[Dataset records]
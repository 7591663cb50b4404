//! Configuration for the email test service.

use anyhow::{Context, Result};
use secrecy::SecretString;
use serde::{Deserialize, Deserializer};
use std::fmt;
use std::path::PathBuf;
use std::time::Duration;

/// Service configuration.
#[derive(Debug, Clone, Deserialize)]
pub struct Config {
    /// Server configuration
    #[serde(default)]
    pub server: ServerConfig,

    /// Mail store connection
    pub database: DatabaseConfig,

    /// Dispatch configuration
    #[serde(default)]
    pub email: EmailConfig,

    /// Logging configuration
    #[serde(default)]
    pub log: LogConfig,
}

#[derive(Debug, Clone, Deserialize)]
pub struct ServerConfig {
    /// Server listen address
    #[serde(default = "default_listen_addr")]
    pub listen_addr: String,

    /// Server port
    #[serde(default = "default_port")]
    pub port: u16,
}

#[derive(Clone, Deserialize)]
pub struct DatabaseConfig {
    /// MySQL connection URL, credentials included
    #[serde(deserialize_with = "deserialize_secret")]
    pub url: SecretString,

    #[serde(default = "default_max_connections")]
    pub max_connections: u32,
}

#[derive(Clone, Deserialize)]
pub struct EmailConfig {
    /// JSON catalogue of email types
    #[serde(default = "default_types_path")]
    pub types_path: PathBuf,

    /// Incoming-mail endpoint; may embed basic auth credentials
    #[serde(default = "default_incoming_url_secret", deserialize_with = "deserialize_secret")]
    pub incoming_url: SecretString,

    /// Recipient used when a stored email has none
    #[serde(default = "default_to")]
    pub default_to: String,

    /// Sender used when a stored email has none
    #[serde(default = "default_from")]
    pub default_from: String,

    /// Pause between two sends
    #[serde(default = "default_send_interval", with = "humantime_serde")]
    pub send_interval: Duration,

    /// Timeout of one send
    #[serde(default = "default_timeout", with = "humantime_serde")]
    pub timeout: Duration,
}

#[derive(Debug, Clone, Deserialize)]
pub struct LogConfig {
    /// Log level
    #[serde(default = "default_log_level")]
    pub level: String,
}

impl Default for ServerConfig {
    fn default() -> Self {
        Self {
            listen_addr: default_listen_addr(),
            port: default_port(),
        }
    }
}

impl Default for EmailConfig {
    fn default() -> Self {
        Self {
            types_path: default_types_path(),
            incoming_url: SecretString::new(default_incoming_url()),
            default_to: default_to(),
            default_from: default_from(),
            send_interval: default_send_interval(),
            timeout: default_timeout(),
        }
    }
}

impl Default for LogConfig {
    fn default() -> Self {
        Self {
            level: default_log_level(),
        }
    }
}

impl fmt::Debug for DatabaseConfig {
    fn fmt(&self, f: &mut fmt::Formatter<'_>) -> fmt::Result {
        f.debug_struct("DatabaseConfig")
            .field("url", &"[REDACTED]")
            .field("max_connections", &self.max_connections)
            .finish()
    }
}

impl fmt::Debug for EmailConfig {
    fn fmt(&self, f: &mut fmt::Formatter<'_>) -> fmt::Result {
        f.debug_struct("EmailConfig")
            .field("types_path", &self.types_path)
            .field("incoming_url", &"[REDACTED]")
            .field("default_to", &self.default_to)
            .field("default_from", &self.default_from)
            .field("send_interval", &self.send_interval)
            .field("timeout", &self.timeout)
            .finish()
    }
}

fn deserialize_secret<'de, D: Deserializer<'de>>(deserializer: D) -> Result<SecretString, D::Error> {
    String::deserialize(deserializer).map(SecretString::new)
}

// Default value functions
fn default_listen_addr() -> String {
    "0.0.0.0".into()
}

fn default_port() -> u16 {
    8082
}

fn default_max_connections() -> u32 {
    5
}

fn default_types_path() -> PathBuf {
    PathBuf::from("config/email_types.json")
}

fn default_incoming_url() -> String {
    "http://localhost:8000/email/incoming".into()
}

fn default_incoming_url_secret() -> SecretString {
    SecretString::new(default_incoming_url())
}

fn default_to() -> String {
    "test@mail.scorimmo.com".into()
}

fn default_from() -> String {
    "error@scorimmo.com".into()
}

fn default_send_interval() -> Duration {
    Duration::from_millis(500)
}

fn default_timeout() -> Duration {
    Duration::from_secs(30)
}

fn default_log_level() -> String {
    "info".into()
}

impl Config {
    /// Load configuration from environment variables.
    pub fn load() -> Result<Self> {
        // Load .env file if present
        dotenvy::dotenv().ok();

        let config = config::Config::builder()
            .add_source(
                config::Environment::default()
                    .separator("__")
                    .try_parsing(false),
            )
            .build()
            .context("Failed to build configuration")?;

        config
            .try_deserialize()
            .context("Failed to deserialize configuration")
    }
}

**What the task requires**
Set down the data once more, word for word.

**Written response**
repository 7591663cb50b4404
//! Configuration for the email test service.

use anyhow::{Context, Result};
use secrecy::SecretString;
use serde::{Deserialize, Deserializer};
use std::fmt;
use std::path::PathBuf;
use std::time::Duration;

/// Service configuration.
#[derive(Debug, Clone, Deserialize)]
pub struct Config {
    /// Server configuration
    #[serde(default)]
    pub server: ServerConfig,

    /// Mail store connection
    pub database: DatabaseConfig,

    /// Dispatch configuration
    #[serde(default)]
    pub email: EmailConfig,

    /// Logging configuration
    #[serde(default)]
    pub log: LogConfig,
}

#[derive(Debug, Clone, Deserialize)]
pub struct ServerConfig {
    /// Server listen address
    #[serde(default = "default_listen_addr")]
    pub listen_addr: String,

    /// Server port
    #[serde(default = "default_port")]
    pub port: u16,
}

#[derive(Clone, Deserialize)]
pub struct DatabaseConfig {
    /// MySQL connection URL, credentials included
    #[serde(deserialize_with = "deserialize_secret")]
    pub url: SecretString,

    #[serde(default = "default_max_connections")]
    pub max_connections: u32,
}

#[derive(Clone, Deserialize)]
pub struct EmailConfig {
    /// JSON catalogue of email types
    #[serde(default = "default_types_path")]
    pub types_path: PathBuf,

    /// Incoming-mail endpoint; may embed basic auth credentials
    #[serde(default = "default_incoming_url_secret", deserialize_with = "deserialize_secret")]
    pub incoming_url: SecretString,

    /// Recipient used when a stored email has none
    #[serde(default = "default_to")]
    pub default_to: String,

    /// Sender used when a stored email has none
    #[serde(default = "default_from")]
    pub default_from: String,

    /// Pause between two sends
    #[serde(default = "default_send_interval", with = "humantime_serde")]
    pub send_interval: Duration,

    /// Timeout of one send
    #[serde(default = "default_timeout", with = "humantime_serde")]
    pub timeout: Duration,
}

#[derive(Debug, Clone, Deserialize)]
pub struct LogConfig {
    /// Log level
    #[serde(default = "default_log_level")]
    pub level: String,
}

impl Default for ServerConfig {
    fn default() -> Self {
        Self {
            listen_addr: default_listen_addr(),
            port: default_port(),
        }
    }
}

impl Default for EmailConfig {
    fn default() -> Self {
        Self {
            types_path: default_types_path(),
            incoming_url: SecretString::new(default_incoming_url()),
            default_to: default_to(),
            default_from: default_from(),
            send_interval: default_send_interval(),
            timeout: default_timeout(),
        }
    }
}

impl Default for LogConfig {
    fn default() -> Self {
        Self {
            level: default_log_level(),
        }
    }
}

impl fmt::Debug for DatabaseConfig {
    fn fmt(&self, f: &mut fmt::Formatter<'_>) -> fmt::Result {
        f.debug_struct("DatabaseConfig")
            .field("url", &"[REDACTED]")
            .field("max_connections", &self.max_connections)
            .finish()
    }
}

impl fmt::Debug for EmailConfig {
    fn fmt(&self, f: &mut fmt::Formatter<'_>) -> fmt::Result {
        f.debug_struct("EmailConfig")
            .field("types_path", &self.types_path)
            .field("incoming_url", &"[REDACTED]")
            .field("default_to", &self.default_to)
            .field("default_from", &self.default_from)
            .field("send_interval", &self.send_interval)
            .field("timeout", &self.timeout)
            .finish()
    }
}

fn deserialize_secret<'de, D: Deserializer<'de>>(deserializer: D) -> Result<SecretString, D::Error> {
    String::deserialize(deserializer).map(SecretString::new)
}

// Default value functions
fn default_listen_addr() -> String {
    "0.0.0.0".into()
}

fn default_port() -> u16 {
    8082
}

fn default_max_connections() -> u32 {
    5
}

fn default_types_path() -> PathBuf {
    PathBuf::from("config/email_types.json")
}

fn default_incoming_url() -> String {
    "http://localhost:8000/email/incoming".into()
}

fn default_incoming_url_secret() -> SecretString {
    SecretString::new(default_incoming_url())
}

fn default_to() -> String {
    "test@mail.scorimmo.com".into()
}

fn default_from() -> String {
    "error@scorimmo.com".into()
}

fn default_send_interval() -> Duration {
    Duration::from_millis(500)
}

fn default_timeout() -> Duration {
    Duration::from_secs(30)
}

fn default_log_level() -> String {
    "info".into()
}

impl Config {
    /// Load configuration from environment variables.
    pub fn load() -> Result<Self> {
        // Load .env file if present
        dotenvy::dotenv().ok();

        let config = config::Config::builder()
            .add_source(
                config::Environment::default()
                    .separator("__")
                    .try_parsing(false),
            )
            .build()
            .context("Failed to build configuration")?;

        config
            .try_deserialize()
            .context("Failed to deserialize configuration")
    }
}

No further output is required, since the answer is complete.